State how many lines in these records contain the word "StatField", and nothing else.

** Material for the task follows **

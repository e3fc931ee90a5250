//! hostnet-netnsmgr - network namespaces, routes and iptables rules
//!
//! The host namespace and named namespaces are modelled as [`Namespace`];
//! commands addressed at a named namespace run under `ip netns exec`.

pub mod commands;
mod firewall_mgr;
mod netns_mgr;
pub mod parsers;
mod types;

pub use firewall_mgr::FirewallMgr;
pub use netns_mgr::NetnsMgr;
pub use types::*;
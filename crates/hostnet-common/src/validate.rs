//! Input grammars for tokens interpolated into external commands.
//!
//! Argv invocations already keep arguments away from a shell, but the same
//! checks run on every externally supplied token regardless of how the
//! command is executed. A value that fails a grammar never reaches the
//! executor.

use once_cell::sync::Lazy;
use regex::Regex;

use crate::error::{HostnetError, HostnetResult};

/// Highest assignable 802.1Q VLAN ID.
pub const MAX_VLAN_ID: u16 = 4094;

/// Names: bridges, ports, namespaces, chains, targets, VXLAN keys, remote IPs.
static IDENTIFIER_RE: Lazy<Regex> =
    Lazy::new(|| Regex::new(r"^[A-Za-z0-9._:-]+$").expect("Invalid regex pattern"));

/// VLAN tags, rule numbers, insert positions.
static NUMERIC_RE: Lazy<Regex> =
    Lazy::new(|| Regex::new(r"^[0-9]+$").expect("Invalid regex pattern"));

/// Addresses and prefixes in CIDR notation.
static ADDRESS_RE: Lazy<Regex> =
    Lazy::new(|| Regex::new(r"^[A-Za-z0-9._:/-]+$").expect("Invalid regex pattern"));

/// Returns true if `input` is a non-empty string over `[A-Za-z0-9._:-]`.
pub fn is_identifier(input: &str) -> bool {
    IDENTIFIER_RE.is_match(input)
}

/// Returns true if `input` is a non-empty string of ASCII digits.
pub fn is_numeric(input: &str) -> bool {
    NUMERIC_RE.is_match(input)
}

/// Returns true if `input` is an address or prefix that cannot be mistaken
/// for a command-line flag.
pub fn is_address(input: &str) -> bool {
    ADDRESS_RE.is_match(input) && !input.starts_with('-')
}

/// Checks `value` against the identifier grammar.
pub fn identifier<'a>(field: &str, value: &'a str) -> HostnetResult<&'a str> {
    if value.is_empty() {
        return Err(HostnetError::validation(field, "value is required"));
    }
    if !is_identifier(value) {
        return Err(HostnetError::validation(
            field,
            format!("'{}' contains characters outside [A-Za-z0-9._:-]", value),
        ));
    }
    Ok(value)
}

/// Checks `value` against the digits-only grammar.
pub fn numeric<'a>(field: &str, value: &'a str) -> HostnetResult<&'a str> {
    if !is_numeric(value) {
        return Err(HostnetError::validation(
            field,
            format!("'{}' must be a non-empty string of digits", value),
        ));
    }
    Ok(value)
}

/// Checks `value` against the address grammar.
pub fn address<'a>(field: &str, value: &'a str) -> HostnetResult<&'a str> {
    if !is_address(value) {
        return Err(HostnetError::validation(
            field,
            format!("'{}' is not a valid address or prefix", value),
        ));
    }
    Ok(value)
}

/// Parses a VLAN tag: digits only, at most [`MAX_VLAN_ID`].
pub fn vlan_tag(value: &str) -> HostnetResult<u16> {
    numeric("vlan", value)?;
    match value.parse::<u16>() {
        Ok(tag) if tag <= MAX_VLAN_ID => Ok(tag),
        _ => Err(HostnetError::validation(
            "vlan",
            format!("'{}' is outside 0-{}", value, MAX_VLAN_ID),
        )),
    }
}
//! Command builders for OVS operations
//!
//! Builders take already-validated values and never touch a shell, except
//! [`build_vxlan_options_cmd`], which filters an interface record.

use hostnet_common::config::ToolsConfig;
use hostnet_common::shell::{shellquote, Invocation};

use crate::types::{AddPortKind, ValidatedPort};

/// Build list bridges command
pub fn build_list_bridges_cmd(tools: &ToolsConfig) -> Invocation {
    Invocation::argv(&tools.ovs_vsctl, ["list-br"])
}

/// Build create bridge command
pub fn build_add_bridge_cmd(tools: &ToolsConfig, bridge: &str) -> Invocation {
    Invocation::argv(&tools.ovs_vsctl, ["add-br", bridge])
}

/// Build delete bridge command
pub fn build_del_bridge_cmd(tools: &ToolsConfig, bridge: &str) -> Invocation {
    Invocation::argv(&tools.ovs_vsctl, ["del-br", bridge])
}

/// Build list ports command
pub fn build_list_ports_cmd(tools: &ToolsConfig, bridge: &str) -> Invocation {
    Invocation::argv(&tools.ovs_vsctl, ["list-ports", bridge])
}

/// Build add port command
///
/// `ovs-vsctl add-port <br> <port> [tag=<vlan>]`, followed for VXLAN ports
/// by `-- set interface <port> type=vxlan [options:remote_ip=..] [options:key=..]`.
pub fn build_add_port_cmd(tools: &ToolsConfig, port: &ValidatedPort<'_>) -> Invocation {
    let mut args = vec![
        "add-port".to_string(),
        port.bridge.to_string(),
        port.port.to_string(),
    ];

    if let Some(vlan) = port.vlan {
        args.push(format!("tag={}", vlan));
    }

    if port.kind == AddPortKind::Vxlan {
        args.extend([
            "--".to_string(),
            "set".to_string(),
            "interface".to_string(),
            port.port.to_string(),
            "type=vxlan".to_string(),
        ]);
        if let Some(remote_ip) = port.remote_ip {
            args.push(format!("options:remote_ip={}", remote_ip));
        }
        if let Some(key) = port.key {
            args.push(format!("options:key={}", key));
        }
    }

    Invocation::argv(&tools.ovs_vsctl, args)
}

/// Build delete port command
pub fn build_del_port_cmd(tools: &ToolsConfig, bridge: &str, port: &str) -> Invocation {
    Invocation::argv(&tools.ovs_vsctl, ["del-port", bridge, port])
}

/// Build port tag lookup command
pub fn build_get_port_tag_cmd(tools: &ToolsConfig, port: &str) -> Invocation {
    Invocation::argv(&tools.ovs_vsctl, ["get", "Port", port, "tag"])
}

/// Build interface type lookup command
pub fn build_get_interface_type_cmd(tools: &ToolsConfig, port: &str) -> Invocation {
    Invocation::argv(&tools.ovs_vsctl, ["get", "Interface", port, "type"])
}

/// Build VXLAN options lookup command
///
/// Pipes the interface record through a filter; the port name is quoted.
pub fn build_vxlan_options_cmd(tools: &ToolsConfig, port: &str) -> Invocation {
    Invocation::shell(format!(
        "{} list Interface {} | {} options",
        tools.ovs_vsctl,
        shellquote(port),
        tools.grep
    ))
}

/// Build dump flows command
pub fn build_dump_flows_cmd(tools: &ToolsConfig, bridge: &str) -> Invocation {
    Invocation::argv(&tools.ovs_ofctl, ["dump-flows", bridge])
}

/// Build OVS summary command
pub fn build_show_cmd(tools: &ToolsConfig) -> Invocation {
    Invocation::argv(&tools.ovs_vsctl, ["show"])
}

/// Build OVS installation probe
pub fn build_which_vsctl_cmd(tools: &ToolsConfig) -> Invocation {
    Invocation::argv(&tools.which, [tools.ovs_vsctl.as_str()])
}
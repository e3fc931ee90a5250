//! Parsers for `ovs-vsctl` and `ovs-ofctl` output
//!
//! Every function here is total: unrecognised input degrades to an empty or
//! default value instead of an error.

use once_cell::sync::Lazy;
use regex::Regex;

use hostnet_common::validate::MAX_VLAN_ID;

use crate::types::{FlowEntry, VlanTag, VxlanOptions};

/// Separator between the match part and the actions of a flow
pub const ACTIONS_SEPARATOR: &str = " actions=";

/// Rendered when a flow has no match fields
pub const MATCH_ANY: &str = "Any";

/// Rendered when a flow has no priority field
pub const PRIORITY_UNKNOWN: &str = "?";

/// Flow fields that are statistics rather than match criteria
const FLOW_STAT_FIELDS: [&str; 6] = [
    "cookie",
    "duration",
    "table",
    "n_packets",
    "n_bytes",
    "priority",
];

/// Summary header lines printed before the flows
const FLOW_HEADERS: [&str; 2] = ["NXST_FLOW", "OFPST_FLOW"];

static PRIORITY_RE: Lazy<Regex> =
    Lazy::new(|| Regex::new(r"priority=(\d+)").expect("Invalid regex pattern"));

static OPTIONS_RE: Lazy<Regex> =
    Lazy::new(|| Regex::new(r"options\s*:?\s*\{([^}]*)\}").expect("Invalid regex pattern"));

/// Parse one-name-per-line output (`list-br`, `list-ports`), dropping blanks
pub fn parse_name_list(output: &str) -> Vec<String> {
    output
        .lines()
        .map(str::trim)
        .filter(|line| !line.is_empty())
        .map(str::to_string)
        .collect()
}

/// Parse `ovs-vsctl get Port <port> tag`
///
/// `[]` or empty means no tag; anything that is not an ID in 0-4094 also
/// degrades to [`VlanTag::Default`].
pub fn parse_vlan_tag(output: &str) -> VlanTag {
    let tag = output.trim();
    if tag.is_empty() || tag == "[]" {
        return VlanTag::Default;
    }
    match tag.parse::<u16>() {
        Ok(id) if id <= MAX_VLAN_ID => VlanTag::Id(id),
        _ => VlanTag::Default,
    }
}

/// Returns true if `ovs-vsctl get Interface <port> type` names a VXLAN port
pub fn is_vxlan_type(output: &str) -> bool {
    output.trim().trim_matches('"') == "vxlan"
}

/// Parse the `options : {key=value, ...}` line of an interface record
///
/// Values lose surrounding quotes; pairs without `=` or without a key are
/// skipped. A missing or malformed fragment yields empty options.
pub fn parse_vxlan_options(output: &str) -> VxlanOptions {
    let mut options = VxlanOptions::new();

    let Some(caps) = OPTIONS_RE.captures(output) else {
        return options;
    };

    for pair in caps[1].split(',') {
        let Some((key, value)) = pair.split_once('=') else {
            continue;
        };
        let key = key.trim();
        if key.is_empty() {
            continue;
        }
        options.insert(key, value.trim().trim_matches('"'));
    }

    options
}

/// Parse one `dump-flows` line; `None` if it has no actions separator
pub fn parse_flow_line(line: &str) -> Option<FlowEntry> {
    let (meta, actions) = line.trim().split_once(ACTIONS_SEPARATOR)?;

    let priority = PRIORITY_RE
        .captures(meta)
        .map(|caps| caps[1].to_string())
        .unwrap_or_else(|| PRIORITY_UNKNOWN.to_string());

    let match_fields: Vec<&str> = meta
        .split(',')
        .map(str::trim)
        .filter(|field| !field.is_empty())
        .filter(|field| {
            let name = field.split('=').next().unwrap_or(field);
            !FLOW_STAT_FIELDS.contains(&name)
        })
        .collect();

    let match_fields = if match_fields.is_empty() {
        MATCH_ANY.to_string()
    } else {
        match_fields.join(", ")
    };

    Some(FlowEntry {
        priority,
        match_fields,
        actions: actions.trim().to_string(),
    })
}

/// Parse `ovs-ofctl dump-flows <bridge>`
pub fn parse_flows(output: &str) -> Vec<FlowEntry> {
    output
        .lines()
        .filter(|line| !line.trim().is_empty())
        .filter(|line| {
            let line = line.trim_start();
            !FLOW_HEADERS.iter().any(|header| line.starts_with(header))
        })
        .filter_map(parse_flow_line)
        .collect()
}
//! Character cache data model

use std::fmt;

use chrono::{DateTime, Utc};
use serde::{Deserialize, Serialize};

/// Natural key of a cached character.
///
/// Name and realm are trimmed and lowercased on construction so that
/// `"Foo"/"Arugal"` and `"foo"/"arugal"` address the same record.
#[derive(Debug, Clone, PartialEq, Eq, Hash, PartialOrd, Ord, Serialize, Deserialize)]
pub struct CharacterKey {
    name: String,
    realm: String,
}

impl CharacterKey {
    pub fn new(name: impl AsRef<str>, realm: impl AsRef<str>) -> Self {
        Self {
            name: name.as_ref().trim().to_lowercase(),
            realm: realm.as_ref().trim().to_lowercase(),
        }
    }

    pub fn name(&self) -> &str {
        &self.name
    }

    pub fn realm(&self) -> &str {
        &self.realm
    }
}

impl fmt::Display for CharacterKey {
    fn fmt(&self, f: &mut fmt::Formatter<'_>) -> fmt::Result {
        write!(f, "{}/{}", self.realm, self.name)
    }
}

/// Numeric character stats cached from upstream profile payloads
#[derive(Debug, Clone, Copy, PartialEq, Eq, Hash)]
pub enum StatField {
    AchievementPoints,
    EquippedItemLevel,
}

impl StatField {
    /// Column / field name used by storage engines
    pub fn column(&self) -> &'static str {
        match self {
            StatField::AchievementPoints => "achievement_points",
            StatField::EquippedItemLevel => "equipped_item_level",
        }
    }
}

impl fmt::Display for StatField {
    fn fmt(&self, f: &mut fmt::Formatter<'_>) -> fmt::Result {
        f.write_str(self.column())
    }
}

/// A cached character row.
///
/// Stats are `None` until an upstream payload has supplied them; a later
/// payload that omits a stat never clears it.
#[derive(Debug, Clone, PartialEq, Serialize, Deserialize)]
#[serde(rename_all = "camelCase")]
pub struct CharacterRecord {
    pub name: String,
    pub realm: String,
    pub achievement_points: Option<i64>,
    pub equipped_item_level: Option<i64>,
    pub last_updated: DateTime<Utc>,
    /// True when the character is not currently a member of the tracked guild
    pub removed: bool,
}

impl CharacterRecord {
    /// A fresh record with no stats, as created by the first upsert for a key
    pub fn new(key: &CharacterKey, now: DateTime<Utc>) -> Self {
        Self {
            name: key.name().to_string(),
            realm: key.realm().to_string(),
            achievement_points: None,
            equipped_item_level: None,
            last_updated: now,
            removed: false,
        }
    }

    pub fn key(&self) -> CharacterKey {
        CharacterKey::new(&self.name, &self.realm)
    }

    pub fn stat(&self, field: StatField) -> Option<i64> {
        match field {
            StatField::AchievementPoints => self.achievement_points,
            StatField::EquippedItemLevel => self.equipped_item_level,
        }
    }

    pub fn set_stat(&mut self, field: StatField, value: i64) {
        match field {
            StatField::AchievementPoints => self.achievement_points = Some(value),
            StatField::EquippedItemLevel => self.equipped_item_level = Some(value),
        }
    }
}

** End of Material for the task **

*Task solution:*
11